▶ Exercise aim:
Retype, word for word, every line of the records below starting at the one that contains "occupant, if any." and ending at the one that contains "pub(crate) fn occupy(&mut"; include both of those lines and nothing more.

▶ Supplied records:

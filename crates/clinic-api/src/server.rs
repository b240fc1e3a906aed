// SPDX-License-Identifier: PolyForm-Noncommercial-1.0.0
// Copyright (c) 2025 Sylvex. All rights reserved.

//! API server implementation.

use std::net::SocketAddr;
use std::sync::Arc;
use std::time::Duration;

use axum::{
    error_handling::HandleErrorLayer,
    http::{HeaderName, HeaderValue, Method},
    routing::{delete, get, post, put, MethodRouter},
    Router,
};
use tower::{timeout::TimeoutLayer, ServiceBuilder};
use tower_http::{
    cors::{AllowOrigin, Any, CorsLayer},
    trace::TraceLayer,
};
use tracing::info;

use crate::auth::{ActionKind, RbacPolicy, ResourceKind};
use crate::config::{ApiConfig, CorsConfig};
use crate::error::{ApiError, ApiResult};
use crate::handlers;
use crate::middleware::{AuthLayer, RbacLayer};
use crate::state::AppState;

// =============================================================================
// ApiServer
// =============================================================================

/// The API server.
///
/// This is the main entry point for creating and running the HTTP server.
pub struct ApiServer {
    state: AppState,
    config: Arc<ApiConfig>,
}

impl ApiServer {
    /// Creates a new API server with the given state.
    pub fn new(state: AppState) -> Self {
        let config = state.config.clone();
        Self { state, config }
    }

    /// Creates the router with all routes and middleware.
    ///
    /// Every `/api` route carries exactly one `(resource, action)` check.
    pub fn router(&self) -> Router {
        let cors = create_cors_layer(&self.config.cors);
        let auth = AuthLayer::new(self.state.jwt_manager.clone()).with_default_public_paths();

        let middleware_stack = ServiceBuilder::new().layer(cors).layer(auth);

        let guard = Guard::new(self.state.rbac_policy.clone());
        use ActionKind::{Read, Update};
        use ResourceKind as R;

        let router = Router::new()
            // Public
            .route("/health", get(handlers::health))
            .route("/register", post(handlers::register))
            .route("/login", post(handlers::login))
            // Dashboards
            .route(
                "/api/dashboard/admin",
                guard.on(R::AdminDashboard, Read, get(handlers::admin_dashboard)),
            )
            .route(
                "/api/dashboard/doctor",
                guard.on(R::DoctorDashboard, Read, get(handlers::doctor_dashboard)),
            )
            .route(
                "/api/dashboard/receptionist",
                guard.on(
                    R::ReceptionistDashboard,
                    Read,
                    get(handlers::receptionist_dashboard),
                ),
            )
            // Doctors
            .route(
                "/api/doctors",
                guard.collection(
                    R::Doctor,
                    get(handlers::list_doctors),
                    post(handlers::create_doctor),
                ),
            )
            .route(
                "/api/doctors/{id}",
                guard.item(
                    R::Doctor,
                    get(handlers::get_doctor),
                    put(handlers::update_doctor),
                    delete(handlers::delete_doctor),
                ),
            )
            // Patients
            .route(
                "/api/patients",
                guard.collection(
                    R::Patient,
                    get(handlers::list_patients),
                    post(handlers::create_patient),
                ),
            )
            .route(
                "/api/patients/{id}",
                guard.item(
                    R::Patient,
                    get(handlers::get_patient),
                    put(handlers::update_patient),
                    delete(handlers::delete_patient),
                ),
            )
            // Appointments
            .route(
                "/api/appointments",
                guard.collection(
                    R::Appointment,
                    get(handlers::list_appointments),
                    post(handlers::create_appointment),
                ),
            )
            .route(
                "/api/appointments/{id}",
                guard.item(
                    R::Appointment,
                    get(handlers::get_appointment),
                    put(handlers::update_appointment),
                    delete(handlers::delete_appointment),
                ),
            )
            // Medical records
            .route(
                "/api/medical-records",
                guard.collection(
                    R::MedicalRecord,
                    get(handlers::list_medical_records),
                    post(handlers::create_medical_record),
                ),
            )
            .route(
                "/api/medical-records/{id}",
                guard.item(
                    R::MedicalRecord,
                    get(handlers::get_medical_record),
                    put(handlers::update_medical_record),
                    delete(handlers::delete_medical_record),
                ),
            )
            // Prescriptions
            .route(
                "/api/prescriptions",
                guard.collection(
                    R::Prescription,
                    get(handlers::list_prescriptions),
                    post(handlers::create_prescription),
                ),
            )
            .route(
                "/api/prescriptions/{id}",
                guard.item(
                    R::Prescription,
                    get(handlers::get_prescription),
                    put(handlers::update_prescription),
                    delete(handlers::delete_prescription),
                ),
            )
            // Bills
            .route(
                "/api/bills",
                guard.collection(R::Bill, get(handlers::list_bills), post(handlers::create_bill)),
            )
            .route(
                "/api/bills/{id}",
                guard.item(
                    R::Bill,
                    get(handlers::get_bill),
                    put(handlers::update_bill),
                    delete(handlers::delete_bill),
                ),
            )
            // Rooms
            .route(
                "/api/rooms",
                guard.collection(R::Room, get(handlers::list_rooms), post(handlers::create_room)),
            )
            .route(
                "/api/rooms/{id}",
                guard.item(
                    R::Room,
                    get(handlers::get_room),
                    put(handlers::update_room),
                    delete(handlers::delete_room),
                ),
            )
            .route(
                "/api/rooms/{id}/assign",
                guard.on(R::Room, Update, post(handlers::assign_room)),
            )
            // Unmatched requests
            .fallback(handlers::route_not_found)
            .method_not_allowed_fallback(handlers::method_not_allowed)
            // Apply middleware and state
            .layer(middleware_stack);

        with_timeout(router, self.config.request_timeout)
            .layer(TraceLayer::new_for_http())
            .with_state(self.state.clone())
    }

    /// Runs the server with graceful shutdown.
    pub async fn run_with_shutdown(
        self,
        shutdown_signal: impl std::future::Future<Output = ()> + Send + 'static,
    ) -> ApiResult<()> {
        let addr = self.config.socket_addr();
        let router = self.router();

        info!("Starting API server on {}", addr);

        let listener = tokio::net::TcpListener::bind(addr)
            .await
            .map_err(|e| ApiError::internal(format!("Failed to bind: {}", e)))?;

        axum::serve(
            listener,
            router.into_make_service_with_connect_info::<SocketAddr>(),
        )
        .with_graceful_shutdown(shutdown_signal)
        .await
        .map_err(|e| ApiError::internal(format!("Server error: {}", e)))?;

        info!("API server shutdown complete");

        Ok(())
    }
}

// =============================================================================
// Route Guards
// =============================================================================

/// Attaches [`RbacLayer`]s to method routers.
struct Guard {
    policy: Arc<RbacPolicy>,
}

impl Guard {
    fn new(policy: Arc<RbacPolicy>) -> Self {
        Self { policy }
    }

    fn on(
        &self,
        resource: ResourceKind,
        action: ActionKind,
        route: MethodRouter<AppState>,
    ) -> MethodRouter<AppState> {
        route.route_layer(RbacLayer::new(self.policy.clone(), resource, action))
    }

    /// `GET` lists, `POST` creates.
    fn collection(
        &self,
        resource: ResourceKind,
        list: MethodRouter<AppState>,
        create: MethodRouter<AppState>,
    ) -> MethodRouter<AppState> {
        self.on(resource, ActionKind::Read, list)
            .merge(self.on(resource, ActionKind::Create, create))
    }

    /// `GET`, `PUT` and `DELETE` on one entity.
    fn item(
        &self,
        resource: ResourceKind,
        read: MethodRouter<AppState>,
        update: MethodRouter<AppState>,
        remove: MethodRouter<AppState>,
    ) -> MethodRouter<AppState> {
        self.on(resource, ActionKind::Read, read)
            .merge(self.on(resource, ActionKind::Update, update))
            .merge(self.on(resource, ActionKind::Delete, remove))
    }
}

// =============================================================================
// Helper Functions
// =============================================================================

/// Bounds each request by `timeout`. An expired request answers through
/// [`ApiError`] like any other failure.
fn with_timeout<S>(router: Router<S>, timeout: Duration) -> Router<S>
where
    S: Clone + Send + Sync + 'static,
{
    router.layer(
        ServiceBuilder::new()
            .layer(HandleErrorLayer::new(handlers::middleware_error))
            .layer(TimeoutLayer::new(timeout)),
    )
}

/// Creates the CORS layer from configuration.
fn create_cors_layer(cors: &CorsConfig) -> CorsLayer {
    let mut layer = CorsLayer::new().max_age(cors.max_age);

    // Credentials can't be combined with a literal `*` origin.
    layer = if cors.allows_any_origin() {
        if cors.allow_credentials {
            layer.allow_origin(AllowOrigin::mirror_request())
        } else {
            layer.allow_origin(Any)
        }
    } else {
        let origins: Vec<HeaderValue> = cors
            .allowed_origins
            .iter()
            .filter_map(|o| match o.parse() {
                Ok(origin) => Some(origin),
                Err(_) => {
                    tracing::warn!(origin = %o, "Ignoring invalid CORS origin");
                    None
                }
            })
            .collect();
        layer.allow_origin(origins)
    };

    let methods: Vec<Method> = cors
        .allowed_methods
        .iter()
        .filter_map(|m| m.parse().ok())
        .collect();
    layer = layer.allow_methods(methods);

    let headers: Vec<HeaderName> = cors
        .allowed_headers
        .iter()
        .filter_map(|h| h.parse().ok())
        .collect();
    layer = layer.allow_headers(headers);

    if cors.allow_credentials {
        layer = layer.allow_credentials(true);
    }

    layer
}

// =============================================================================
// Tests
// =============================================================================
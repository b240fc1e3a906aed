// SPDX-License-Identifier: PolyForm-Noncommercial-1.0.0
// Copyright (c) 2025 Sylvex. All rights reserved.

use chrono::{DateTime, Utc};
use serde::{Deserialize, Serialize};

use super::require_text;
use crate::error::{CoreError, CoreResult};
use crate::store::Entity;
use crate::types::{PatientId, RoomId, RoomStatus};

/// A bookable room.
///
/// Status and occupant are only writable inside this crate so that every
/// occupancy change goes through the room coordinator. The pair always
/// satisfies `status == Occupied` iff an occupant is set.
#[derive(Debug, Clone, PartialEq, Serialize)]
#[serde(rename_all = "camelCase")]
pub struct Room {
    /// Room id.
    pub id: RoomId,
    /// Human-facing room number, unique.
    pub room_number: String,
    /// Room type, e.g. `"ICU"`.
    #[serde(rename = "type")]
    pub room_type: String,
    status: RoomStatus,
    #[serde(rename = "patientId", skip_serializing_if = "Option::is_none")]
    occupant: Option<PatientId>,
    /// Creation time.
    pub created_at: DateTime<Utc>,
    /// Last update time.
    pub updated_at: DateTime<Utc>,
}

/// Create/update payload for [`Room`].
///
/// `Occupied` is not accepted here; occupancy changes only through
/// assignment.
#[derive(Debug, Clone, Deserialize)]
#[serde(rename_all = "camelCase")]
pub struct RoomInput {
    /// Room number.
    pub room_number: String,
    /// Room type.
    #[serde(rename = "type", default)]
    pub room_type: String,
    /// `Available` or `Maintenance`. Defaults to `Available`.
    #[serde(default)]
    pub status: Option<RoomStatus>,
}

impl RoomInput {
    /// Validates the payload.
    pub fn validate(&self) -> CoreResult<()> {
        require_text("roomNumber", &self.room_number)?;
        if self.status == Some(RoomStatus::Occupied) {
            return Err(CoreError::validation(
                "status Occupied can only be set by assigning a patient",
            ));
        }
        Ok(())
    }

    /// The requested status, defaulting to `Available`.
    pub fn requested_status(&self) -> RoomStatus {
        self.status.unwrap_or(RoomStatus::Available)
    }
}

impl Room {
    /// Builds a new, unoccupied room from a validated payload.
    pub fn from_input(input: RoomInput, now: DateTime<Utc>) -> Self {
        let status = input.requested_status();
        Self {
            id: RoomId::new(0),
            room_number: input.room_number.trim().to_string(),
            room_type: input.room_type,
            status,
            occupant: None,
            created_at: now,
            updated_at: now,
        }
    }

    /// Current status.
    pub fn status(&self) -> RoomStatus {
        self.status
    }

    /// Current occupant, if any.
    pub fn occupant(&self) -> Option<PatientId> {
        self.occupant
    }

    /// Returns `true` if the room hosts a patient.
    pub fn is_occupied(&self) -> bool {
        self.occupant.is_some()
    }

    /// Applies number, type and (non-occupied) status from the payload.
    pub(crate) fn apply(&mut self, input: RoomInput, now: DateTime<Utc>) {
        let status = input.requested_status();
        self.room_number = input.room_number.trim().to_string();
        self.room_type = input.room_type;
        if !self.is_occupied() {
            self.status = status;
        }
        self.updated_at = now;
    }

    pub(crate) fn occupy(&mut self, patient: PatientId, now: DateTime<Utc>) {
        self.occupant = Some(patient);
        self.status = RoomStatus::Occupied;
        self.updated_at = now;
    }

    /// Clears the occupant and returns the room to service.
    pub(crate) fn release(&mut self, now: DateTime<Utc>) {
        self.occupant = None;
        self.status = RoomStatus::Available;
        self.updated_at = now;
    }
}

impl Entity for Room {
    type Id = RoomId;
    const KIND: &'static str = "Room";

    fn id(&self) -> RoomId {
        self.id
    }

    fn assign_id(&mut self, id: RoomId) {
        self.id = id;
    }
}
// SPDX-License-Identifier: PolyForm-Noncommercial-1.0.0
// Copyright (c) 2025 Sylvex. All rights reserved.

//! Implementation of the `version` command.

use crate::cli::Cli;
use crate::error::BinResult;

/// Prints version information for every component.
pub fn version(_cli: &Cli) -> BinResult<()> {
    println!("clinic - Clinic management backend");
    println!();
    println!("Version Information:");
    println!("  clinic-bin:  {}", crate::VERSION);
    println!("  clinic-core: {}", clinic_core::VERSION);
    println!("  clinic-api:  {}", clinic_api::VERSION);
    println!();
    println!("Build Information:");
    println!("  Target:      {}", std::env::consts::ARCH);
    println!("  OS:          {}", std::env::consts::OS);
    println!();
    println!("License: PolyForm Noncommercial License 1.0.0");
    println!("Copyright (c) 2025 Sylvex. All rights reserved.");

    Ok(())
}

▶ Finished task:
    /// Current occupant, if any.
    pub fn occupant(&self) -> Option<PatientId> {
        self.occupant
    }

    /// Returns `true` if the room hosts a patient.
    pub fn is_occupied(&self) -> bool {
        self.occupant.is_some()
    }

    /// Applies number, type and (non-occupied) status from the payload.
    pub(crate) fn apply(&mut self, input: RoomInput, now: DateTime<Utc>) {
        let status = input.requested_status();
        self.room_number = input.room_number.trim().to_string();
        self.room_type = input.room_type;
        if !self.is_occupied() {
            self.status = status;
        }
        self.updated_at = now;
    }

    pub(crate) fn occupy(&mut self, patient: PatientId, now: DateTime<Utc>) {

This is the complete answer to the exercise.